Count how many lines below include the string "HashMap", and give that number without anything else.

Saved entries:
• • • • • • •
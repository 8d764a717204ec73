//! Messages shown next to invalid fields

use std::collections::HashMap;

use serde_json::Value;

use super::constraints::{Constraint, ConstraintKind};

/// Placeholder replaced by the constraint parameter
const PARAM: &str = "{param}";

const INVALID: &str = "Please enter a valid value for this field.";

/// Message templates keyed by constraint
#[derive(Clone, Debug, PartialEq)]
pub struct Messages {
    templates: HashMap<ConstraintKind, String>,
    fallback: String,
}

impl Default for Messages {
    fn default() -> Self {
        let templates = [
            (ConstraintKind::Equal, "This field must be equal to the previous field."),
            (ConstraintKind::Optional, "This field is required"),
            (ConstraintKind::Max, "Please enter a value that's less than {param}."),
            (ConstraintKind::Min, "Please enter a value greater than {param}."),
        ]
        .into_iter()
        .map(|(kind, template)| (kind, template.to_string()))
        .collect();

        Self {
            templates,
            fallback: INVALID.to_string(),
        }
    }
}

impl Messages {
    /// A table with no per-constraint templates, only the catch-all
    pub fn empty() -> Self {
        Self {
            templates: HashMap::new(),
            fallback: INVALID.to_string(),
        }
    }

    /// Override the template of one constraint. `{param}` is interpolated.
    pub fn with(mut self, kind: ConstraintKind, template: impl Into<String>) -> Self {
        self.templates.insert(kind, template.into());
        self
    }

    pub fn with_fallback(mut self, template: impl Into<String>) -> Self {
        self.fallback = template.into();
        self
    }

    /// The message for a failed constraint, falling back to the catch-all
    pub fn resolve(&self, constraint: &Constraint) -> String {
        let Some(template) = self.templates.get(&constraint.kind()) else {
            return self.fallback.clone();
        };

        if !template.contains(PARAM) {
            return template.clone();
        }

        // A bound that never parsed has nothing to show
        let param = match constraint.param() {
            Value::Null => return self.fallback.clone(),
            Value::String(s) => s,
            Value::Number(n) => format_number(n.as_f64()),
            other => other.to_string(),
        };

        template.replace(PARAM, &param)
    }
}

fn format_number(n: Option<f64>) -> String {
    match n {
        Some(n) if n.fract() == 0.0 && n.abs() < 1e15 => format!("{}", n as i64),
        Some(n) => n.to_string(),
        None => String::new(),
    }
}

#[cfg(test)]
mod tests {
    use super::*;

    #[test]
    fn test_default_messages() {
        let messages = Messages::default();
        assert_eq!(
            messages.resolve(&Constraint::Min(Some(18.0))),
            "Please enter a value greater than 18."
        );
        assert_eq!(
            messages.resolve(&Constraint::Max(Some(2.5))),
            "Please enter a value that's less than 2.5."
        );
        assert_eq!(messages.resolve(&Constraint::Optional(false)), "This field is required");
    }

    #[test]
    fn test_malformed_bound_uses_fallback() {
        let messages = Messages::default();
        assert_eq!(
            messages.resolve(&Constraint::Min(None)),
            "Please enter a valid value for this field."
        );
        assert_eq!(
            messages.resolve(&Constraint::Max(None)),
            "Please enter a valid value for this field."
        );
    }

    #[test]
    fn test_custom_messages_fall_back() {
        let messages = Messages::empty()
            .with(ConstraintKind::Equal, "Must match {param}")
            .with_fallback("Nope");
        assert_eq!(messages.resolve(&Constraint::Equal("email".into())), "Must match email");
        assert_eq!(messages.resolve(&Constraint::Optional(false)), "Nope");
    }
}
• • • • • • •
■ **SOLVED PROBLEM**
3